__Exercise objective__. Wherever the word "used" occurs in the lines below, copy the whole line.
Segment Start: Source material
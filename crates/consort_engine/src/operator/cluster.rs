//! Operators over an item set.
//!
//! Field-reading operators skip members that lack the field, and refuse an
//! empty set outright since there is nothing to aggregate.

use std::fmt;
use std::sync::Arc;

use consort_catalog::{Item, Schema};
use consort_foundation::{Error, ErrorKind, Result, Value};

use super::{
    ClusterBinding, Comparison, Family, Operator, Outcome, Params, check_reachable, dimension,
    holds, incompatible_field, numeric, show,
};

/// A cluster operator with its parameters resolved.
#[derive(Clone, Debug, PartialEq)]
pub enum ClusterOperator {
    /// `|S| >= value`.
    MinClusterSize {
        /// Smallest allowed size.
        value: usize,
    },
    /// `|S| <= value`.
    MaxClusterSize {
        /// Largest allowed size.
        value: usize,
    },
    /// No two members share a value of the field.
    UniqueValues {
        /// Attribute that must not repeat.
        field: Arc<str>,
    },
    /// Some member carries the value (or a list holding it).
    HasItemWith {
        /// Attribute to inspect.
        field: Arc<str>,
        /// Wanted value.
        value: Value,
    },
    /// The number of distinct values satisfies a comparison.
    CountByField {
        /// Attribute to count.
        field: Arc<str>,
        /// Comparison applied as `distinct <op> value`.
        comparison: Comparison,
        /// Right-hand side.
        value: f64,
    },
    /// `max - min <= max_range` over the numeric field.
    FormalityRange {
        /// Numeric attribute.
        field: Arc<str>,
        /// Largest allowed spread.
        max_range: f64,
    },
}

impl ClusterOperator {
    fn require_members<'i>(&self, items: &'i [&'i Item]) -> Result<&'i [&'i Item]> {
        if items.is_empty() {
            Err(Error::empty_item_set(self.name()))
        } else {
            Ok(items)
        }
    }
}

impl Operator for ClusterOperator {
    type Binding<'a> = ClusterBinding<'a>;

    const FAMILY: Family = Family::Cluster;

    const NAMES: &'static [&'static str] = &[
        "min_cluster_size",
        "max_cluster_size",
        "unique_values",
        "has_item_with",
        "count_by_field",
        "formality_range",
    ];

    fn resolve(name: &str, params: &Params<'_>) -> Result<Self> {
        match name {
            "min_cluster_size" => {
                params.expect_only(&["value"])?;
                Ok(Self::MinClusterSize {
                    value: params.count("value")?,
                })
            }
            "max_cluster_size" => {
                params.expect_only(&["value"])?;
                Ok(Self::MaxClusterSize {
                    value: params.count("value")?,
                })
            }
            "unique_values" => {
                params.expect_only(&["field"])?;
                Ok(Self::UniqueValues {
                    field: params.field()?,
                })
            }
            "has_item_with" => {
                params.expect_only(&["field", "value"])?;
                Ok(Self::HasItemWith {
                    field: params.field()?,
                    value: params.value("value")?,
                })
            }
            "count_by_field" => {
                params.expect_only(&["field", "operator", "value"])?;
                Ok(Self::CountByField {
                    field: params.field()?,
                    comparison: params.comparison("operator")?,
                    value: params.non_negative("value")?,
                })
            }
            "formality_range" => {
                params.expect_only(&["field", "max_range"])?;
                Ok(Self::FormalityRange {
                    field: params.field()?,
                    max_range: params.non_negative("max_range")?,
                })
            }
            _ => Err(Error::unknown_operator(name)),
        }
    }

    fn name(&self) -> &'static str {
        match self {
            Self::MinClusterSize { .. } => "min_cluster_size",
            Self::MaxClusterSize { .. } => "max_cluster_size",
            Self::UniqueValues { .. } => "unique_values",
            Self::HasItemWith { .. } => "has_item_with",
            Self::CountByField { .. } => "count_by_field",
            Self::FormalityRange { .. } => "formality_range",
        }
    }

    fn field(&self) -> Option<&str> {
        match self {
            Self::MinClusterSize { .. } | Self::MaxClusterSize { .. } => None,
            Self::UniqueValues { field }
            | Self::HasItemWith { field, .. }
            | Self::CountByField { field, .. }
            | Self::FormalityRange { field, .. } => Some(field),
        }
    }

    fn check_schema(&self, schema: &Schema) -> Result<()> {
        let Some(field) = self.field() else {
            return Ok(());
        };
        let dim = dimension(self, schema, field)?;

        match self {
            Self::FormalityRange { .. } if !dim.kind.is_numeric() => Err(incompatible_field(
                self,
                field,
                format!("needs a numeric dimension, `{field}` is {}", dim.kind.tag()),
            )),
            Self::HasItemWith { value, .. } => check_reachable(self, dim, value),
            _ => Ok(()),
        }
    }

    fn evaluate(&self, binding: &ClusterBinding<'_>) -> Result<Outcome> {
        let size = binding.items.len();

        match self {
            Self::MinClusterSize { value } => Ok(Outcome::when(
                size >= *value,
                format!("size {size}, minimum {value}"),
            )),
            Self::MaxClusterSize { value } => Ok(Outcome::when(
                size <= *value,
                format!("size {size}, maximum {value}"),
            )),
            Self::UniqueValues { field } => {
                let items = self.require_members(binding.items)?;
                let mut seen: Vec<(&Value, &Item)> = Vec::new();
                for &item in items {
                    let Some(v) = item.attribute(field) else {
                        continue;
                    };
                    if let Some((_, first)) = seen.iter().find(|(s, _)| s.same_as(v)) {
                        return Ok(Outcome::fail(format!(
                            "{field}: {} repeated on {} and {}",
                            show(v),
                            first.id,
                            item.id
                        )));
                    }
                    seen.push((v, item));
                }
                Ok(Outcome::pass(format!("{field}: {} distinct values", seen.len())))
            }
            Self::HasItemWith { field, value } => {
                let items = self.require_members(binding.items)?;
                Ok(
                    match items
                        .iter()
                        .find(|item| item.attribute(field).is_some_and(|v| holds(v, value)))
                    {
                        Some(item) => Outcome::pass(format!("{field}: {} has {}", item.id, show(value))),
                        None => Outcome::fail(format!("{field}: no member has {}", show(value))),
                    },
                )
            }
            Self::CountByField {
                field,
                comparison,
                value,
            } => {
                let items = self.require_members(binding.items)?;
                let mut distinct: Vec<&Value> = Vec::new();
                for v in items.iter().filter_map(|item| item.attribute(field)) {
                    if !distinct.iter().any(|d| d.same_as(v)) {
                        distinct.push(v);
                    }
                }
                #[allow(clippy::cast_precision_loss)]
                let count = distinct.len() as f64;
                Ok(Outcome::when(
                    comparison.apply(count, *value),
                    format!("{field}: {count} distinct values, required {comparison} {value}"),
                ))
            }
            Self::FormalityRange { field, max_range } => {
                let items = self.require_members(binding.items)?;
                let mut values = Vec::with_capacity(items.len());
                for &item in items {
                    if let Some(n) = numeric(item, field)? {
                        values.push(n);
                    }
                }
                let (Some(lo), Some(hi)) = (
                    values.iter().copied().reduce(f64::min),
                    values.iter().copied().reduce(f64::max),
                ) else {
                    return Err(Error::new(ErrorKind::MissingField {
                        field: field.to_string(),
                    })
                    .with_operator(self.name()));
                };
                let range = hi - lo;
                Ok(Outcome::when(
                    range <= *max_range,
                    format!("{field}: range {lo}..{hi} spans {range}, maximum {max_range}"),
                ))
            }
        }
    }
}

impl fmt::Display for ClusterOperator {
    fn fmt(&self, f: &mut fmt::Formatter<'_>) -> fmt::Result {
        let name = self.name();
        match self {
            Self::MinClusterSize { value } | Self::MaxClusterSize { value } => {
                write!(f, "{name}({value})")
            }
            Self::UniqueValues { field } => write!(f, "{name}({field})"),
            Self::HasItemWith { field, value } => write!(f, "{name}({field} = {value})"),
            Self::CountByField {
                field,
                comparison,
                value,
            } => write!(f, "{name}({field} {comparison} {value})"),
            Self::FormalityRange { field, max_range } => write!(f, "{name}({field}, {max_range})"),
        }
    }
}
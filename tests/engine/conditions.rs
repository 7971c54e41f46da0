//! Integration tests for condition trees

use consort_engine::{Condition, OperatorRegistry, PairBinding, PairwiseCondition, PairwiseOperator};
use consort_foundation::ErrorKind;
use serde_json::{Value as JsonValue, json};

use crate::fixtures::{garment, wardrobe};

fn parse(doc: JsonValue) -> consort_foundation::Result<PairwiseCondition> {
    PairwiseCondition::parse(&doc, &OperatorRegistry::standard())
}

#[test]
fn nested_document() {
    let condition = parse(json!({"all": [
        {"has_different": {"field": "category"}},
        {"any": [
            {"formality_compatible": {"field": "formality"}},
            {"not": {"equals": {"field": "style"}}}
        ]}
    ]}))
    .unwrap();

    assert_eq!(condition.leaf_count(), 3);
    assert_eq!(condition.depth(), 4);
    assert_eq!(
        condition.fields().into_iter().collect::<Vec<_>>(),
        vec!["category", "formality", "style"]
    );
    assert!(condition.check_schema(&wardrobe()).is_ok());
}

#[test]
fn display_reads_like_the_document() {
    let condition = parse(json!({"all": [
        {"equals": {"field": "category"}},
        {"not": {"has_value": {"field": "style", "value": "grunge"}}}
    ]}))
    .unwrap();
    assert_eq!(
        condition.to_string(),
        "all(equals(category), not(has_value(style = grunge)))"
    );
}

#[test]
fn malformed_documents() {
    for doc in [
        json!("equals"),
        json!({}),
        json!({"all": [], "any": []}),
        json!({"all": {"equals": {"field": "category"}}}),
        json!({"any": "nope"}),
    ] {
        let err = parse(doc.clone()).unwrap_err();
        assert!(err.is_configuration(), "{doc}");
        assert!(matches!(err.kind, ErrorKind::MalformedCondition(_)), "{doc}");
    }
}

#[test]
fn errors_locate_the_node() {
    let err = parse(json!({"all": [
        {"equals": {"field": "category"}},
        {"not": {"any": [{"teleport": {}}]}}
    ]}))
    .unwrap_err();
    let ctx = err.context.unwrap();
    assert_eq!(ctx.stack, vec!["all[1]", "not", "any[0]"]);
    assert_eq!(ctx.operator.as_deref(), Some("teleport"));
}

#[test]
fn cluster_operator_in_pairwise_rule() {
    let err = parse(json!({"unique_values": {"field": "category"}})).unwrap_err();
    assert!(err.is_configuration());
    assert!(err.to_string().contains("cluster"));
}

#[test]
fn short_circuit_reasons() {
    let a = garment("a", "top", 1);
    let b = garment("b", "top", 5);
    let binding = PairBinding::new(&a, &b);

    let all = parse(json!({"all": [
        {"formality_compatible": {"field": "formality"}},
        {"equals": {"field": "category"}}
    ]}))
    .unwrap();
    let outcome = all.evaluate(&binding).unwrap();
    assert!(!outcome.passed);
    assert!(outcome.reason.starts_with("formality:"));

    let any = parse(json!({"any": [
        {"has_different": {"field": "category"}},
        {"formality_compatible": {"field": "formality"}}
    ]}))
    .unwrap();
    let outcome = any.evaluate(&binding).unwrap();
    assert!(!outcome.passed);
    assert_eq!(outcome.reason.matches("; ").count(), 1);
}

#[test]
fn not_wraps_reason() {
    let a = garment("a", "top", 3);
    let b = garment("b", "top", 3);
    let outcome = parse(json!({"not": {"equals": {"field": "category"}}}))
        .unwrap()
        .evaluate(&PairBinding::new(&a, &b))
        .unwrap();
    assert!(!outcome.passed);
    assert_eq!(outcome.reason, "not (category: both top)");
}

#[test]
fn empty_groups() {
    let a = garment("a", "top", 3);
    let b = garment("b", "top", 3);
    let binding = PairBinding::new(&a, &b);

    let all: Condition<PairwiseOperator> = Condition::all([]);
    let any: Condition<PairwiseOperator> = Condition::any([]);
    assert!(all.evaluate(&binding).unwrap().passed);
    assert!(!any.evaluate(&binding).unwrap().passed);
}
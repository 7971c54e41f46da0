//! Core values, persistent collections, and errors for Consort.
//!
//! This crate provides:
//! - [`Value`] - The value type for item attributes and operator parameters
//! - [`Type`] - Runtime type tags used in diagnostics
//! - [`Error`] - Rich error types with context
//! - Persistent collections ([`SharedVec`], [`SharedMap`])

#![warn(missing_docs)]
#![warn(clippy::all)]
#![warn(clippy::pedantic)]

pub mod collections;
pub mod error;
pub mod types;
pub mod value;

pub use collections::{SharedMap, SharedVec};
pub use error::{Error, ErrorCategory, ErrorContext, ErrorKind, Violation};
pub use types::Type;
pub use value::Value;

/// Result type alias using Consort's Error type.
pub type Result<T> = std::result::Result<T, Error>;
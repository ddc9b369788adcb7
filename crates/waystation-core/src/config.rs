//! Centralized configuration for the registry client.
//!
//! `RegistryDefaults` holds the constants applied when a caller does not say
//! otherwise; `ClientConfig` is the per-client transport configuration shared
//! by every operation issued through one `RegistryClient`.

use crate::models::host_port;
use crate::retry::RetryConfig;
use crate::{RegistryError, Result};
use std::time::Duration;
use url::Url;

/// Default values for registrations and requests.
pub struct RegistryDefaults;

impl RegistryDefaults {
    pub const PORT: u16 = 8500;
    pub const SCHEME: &'static str = "http";
    pub const USER_AGENT: &'static str = concat!("waystation/", env!("CARGO_PKG_VERSION"));

    // Health check policy
    pub const CHECK_INTERVAL: Duration = Duration::from_secs(15);
    pub const DEREGISTER_CRITICAL_AFTER: Duration = Duration::from_secs(30);

    // Routing weights
    pub const WEIGHT_PASSING: u32 = 10;
    pub const WEIGHT_WARNING: u32 = 1;

    // Requests
    pub const REQUEST_TIMEOUT: Duration = Duration::from_secs(10);
    pub const MAX_RETRY_ATTEMPTS: u32 = 5;
    pub const TOKEN_HEADER: &'static str = "X-Consul-Token";
}

/// Transport configuration for one registry endpoint.
#[derive(Debug, Clone)]
pub struct ClientConfig {
    /// `http` or `https`.
    pub scheme: String,
    /// Registry agent host.
    pub host: String,
    /// Registry agent port.
    pub port: u16,
    /// Upper bound for a single request, connect included.
    pub request_timeout: Duration,
    /// ACL token sent with every request.
    pub token: Option<String>,
    /// Datacenter used for discovery queries.
    pub datacenter: Option<String>,
    /// Retry policy. One attempt by default.
    pub retry: RetryConfig,
}

impl ClientConfig {
    /// Create a configuration for `host:port` with default settings.
    pub fn new(host: impl Into<String>, port: u16) -> Self {
        Self {
            scheme: RegistryDefaults::SCHEME.to_string(),
            host: host.into(),
            port,
            request_timeout: RegistryDefaults::REQUEST_TIMEOUT,
            token: None,
            datacenter: None,
            retry: RetryConfig::default(),
        }
    }

    /// Base URL of the registry agent, e.g. `http://127.0.0.1:8500/`.
    ///
    /// The host must be a bare host name or IP literal; anything that would
    /// parse into a path, query, fragment or credentials is rejected.
    pub fn base_url(&self) -> Result<Url> {
        let raw = format!("{}://{}/", self.scheme, host_port(&self.host, self.port));
        let url = Url::parse(&raw).map_err(|e| RegistryError::Config {
            message: format!("Invalid registry address {}: {}", raw, e),
        })?;

        let bare = url.port_or_known_default() == Some(self.port)
            && url.path() == "/"
            && url.query().is_none()
            && url.fragment().is_none()
            && url.username().is_empty()
            && url.password().is_none();
        if !bare {
            return Err(RegistryError::Config {
                message: format!("registry host {:?} is not a bare host name", self.host),
            });
        }
        Ok(url)
    }

    /// Check that the configuration can be used to build a client.
    pub fn validate(&self) -> Result<()> {
        if self.host.trim().is_empty() {
            return Err(RegistryError::Config {
                message: "registry host must not be empty".to_string(),
            });
        }
        if self.port == 0 {
            return Err(RegistryError::Config {
                message: "registry port must not be zero".to_string(),
            });
        }
        if !matches!(self.scheme.as_str(), "http" | "https") {
            return Err(RegistryError::Config {
                message: format!("unsupported scheme: {}", self.scheme),
            });
        }
        if self.request_timeout.is_zero() {
            return Err(RegistryError::Config {
                message: "request timeout must be greater than zero".to_string(),
            });
        }
        if self.retry.max_attempts == 0
            || self.retry.max_attempts > RegistryDefaults::MAX_RETRY_ATTEMPTS
        {
            return Err(RegistryError::Config {
                message: format!(
                    "retry attempts must be between 1 and {}",
                    RegistryDefaults::MAX_RETRY_ATTEMPTS
                ),
            });
        }
        self.base_url().map(|_| ())
    }
}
Segment End: Source material
__Task response__.
//! - [`Type`] - Runtime type tags used in diagnostics
    /// Datacenter used for discovery queries.
    /// Check that the configuration can be used to build a client.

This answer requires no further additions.